- **What the task asks**
Make an exact copy of the records below. Include every line.

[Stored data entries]
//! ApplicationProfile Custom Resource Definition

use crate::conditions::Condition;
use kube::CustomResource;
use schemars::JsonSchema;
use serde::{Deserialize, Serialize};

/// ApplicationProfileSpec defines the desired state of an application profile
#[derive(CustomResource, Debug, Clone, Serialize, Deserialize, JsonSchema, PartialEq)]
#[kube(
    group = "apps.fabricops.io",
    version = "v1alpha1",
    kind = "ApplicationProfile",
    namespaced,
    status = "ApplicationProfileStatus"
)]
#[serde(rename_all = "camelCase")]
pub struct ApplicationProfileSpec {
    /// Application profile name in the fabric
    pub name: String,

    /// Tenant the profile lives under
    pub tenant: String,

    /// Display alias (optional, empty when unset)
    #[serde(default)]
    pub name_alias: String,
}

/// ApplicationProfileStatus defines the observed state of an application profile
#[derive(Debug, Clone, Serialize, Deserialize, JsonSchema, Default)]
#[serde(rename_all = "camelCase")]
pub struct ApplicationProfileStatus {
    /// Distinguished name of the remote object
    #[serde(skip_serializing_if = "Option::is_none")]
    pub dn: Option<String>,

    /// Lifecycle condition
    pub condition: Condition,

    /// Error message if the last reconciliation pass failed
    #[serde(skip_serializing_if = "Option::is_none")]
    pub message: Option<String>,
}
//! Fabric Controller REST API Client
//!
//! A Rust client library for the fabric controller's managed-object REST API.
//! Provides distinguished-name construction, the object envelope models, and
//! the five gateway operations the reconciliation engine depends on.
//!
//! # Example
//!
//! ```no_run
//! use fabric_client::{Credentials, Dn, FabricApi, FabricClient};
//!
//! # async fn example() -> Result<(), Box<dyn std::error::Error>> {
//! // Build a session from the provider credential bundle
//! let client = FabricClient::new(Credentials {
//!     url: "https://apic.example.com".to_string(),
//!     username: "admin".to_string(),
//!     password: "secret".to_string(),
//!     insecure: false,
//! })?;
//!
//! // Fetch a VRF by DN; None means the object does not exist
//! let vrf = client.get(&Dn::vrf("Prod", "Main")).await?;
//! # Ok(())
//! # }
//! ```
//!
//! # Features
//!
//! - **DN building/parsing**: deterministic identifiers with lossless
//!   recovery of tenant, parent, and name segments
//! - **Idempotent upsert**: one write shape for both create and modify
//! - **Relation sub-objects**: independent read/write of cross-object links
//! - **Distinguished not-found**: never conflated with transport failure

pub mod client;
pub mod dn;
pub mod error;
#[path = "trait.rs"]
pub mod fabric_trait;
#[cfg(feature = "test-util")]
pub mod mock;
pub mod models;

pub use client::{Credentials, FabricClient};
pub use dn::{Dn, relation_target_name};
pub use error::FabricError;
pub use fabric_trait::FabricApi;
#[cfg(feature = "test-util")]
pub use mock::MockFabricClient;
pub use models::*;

- **Task answer**
//! ApplicationProfile Custom Resource Definition

use crate::conditions::Condition;
use kube::CustomResource;
use schemars::JsonSchema;
use serde::{Deserialize, Serialize};

/// ApplicationProfileSpec defines the desired state of an application profile
#[derive(CustomResource, Debug, Clone, Serialize, Deserialize, JsonSchema, PartialEq)]
#[kube(
    group = "apps.fabricops.io",
    version = "v1alpha1",
    kind = "ApplicationProfile",
    namespaced,
    status = "ApplicationProfileStatus"
)]
#[serde(rename_all = "camelCase")]
pub struct ApplicationProfileSpec {
    /// Application profile name in the fabric
    pub name: String,

    /// Tenant the profile lives under
    pub tenant: String,

    /// Display alias (optional, empty when unset)
    #[serde(default)]
    pub name_alias: String,
}

/// ApplicationProfileStatus defines the observed state of an application profile
#[derive(Debug, Clone, Serialize, Deserialize, JsonSchema, Default)]
#[serde(rename_all = "camelCase")]
pub struct ApplicationProfileStatus {
    /// Distinguished name of the remote object
    #[serde(skip_serializing_if = "Option::is_none")]
    pub dn: Option<String>,

    /// Lifecycle condition
    pub condition: Condition,

    /// Error message if the last reconciliation pass failed
    #[serde(skip_serializing_if = "Option::is_none")]
    pub message: Option<String>,
}
//! Fabric Controller REST API Client
//!
//! A Rust client library for the fabric controller's managed-object REST API.
//! Provides distinguished-name construction, the object envelope models, and
//! the five gateway operations the reconciliation engine depends on.
//!
//! # Example
//!
//! ```no_run
//! use fabric_client::{Credentials, Dn, FabricApi, FabricClient};
//!
//! # async fn example() -> Result<(), Box<dyn std::error::Error>> {
//! // Build a session from the provider credential bundle
//! let client = FabricClient::new(Credentials {
//!     url: "https://apic.example.com".to_string(),
//!     username: "admin".to_string(),
//!     password: "secret".to_string(),
//!     insecure: false,
//! })?;
//!
//! // Fetch a VRF by DN; None means the object does not exist
//! let vrf = client.get(&Dn::vrf("Prod", "Main")).await?;
//! # Ok(())
//! # }
//! ```
//!
//! # Features
//!
//! - **DN building/parsing**: deterministic identifiers with lossless
//!   recovery of tenant, parent, and name segments
//! - **Idempotent upsert**: one write shape for both create and modify
//! - **Relation sub-objects**: independent read/write of cross-object links
//! - **Distinguished not-found**: never conflated with transport failure

pub mod client;
pub mod dn;
pub mod error;
#[path = "trait.rs"]
pub mod fabric_trait;
#[cfg(feature = "test-util")]
pub mod mock;
pub mod models;

pub use client::{Credentials, FabricClient};
pub use dn::{Dn, relation_target_name};
pub use error::FabricError;
pub use fabric_trait::FabricApi;
#[cfg(feature = "test-util")]
pub use mock::MockFabricClient;
pub use models::*;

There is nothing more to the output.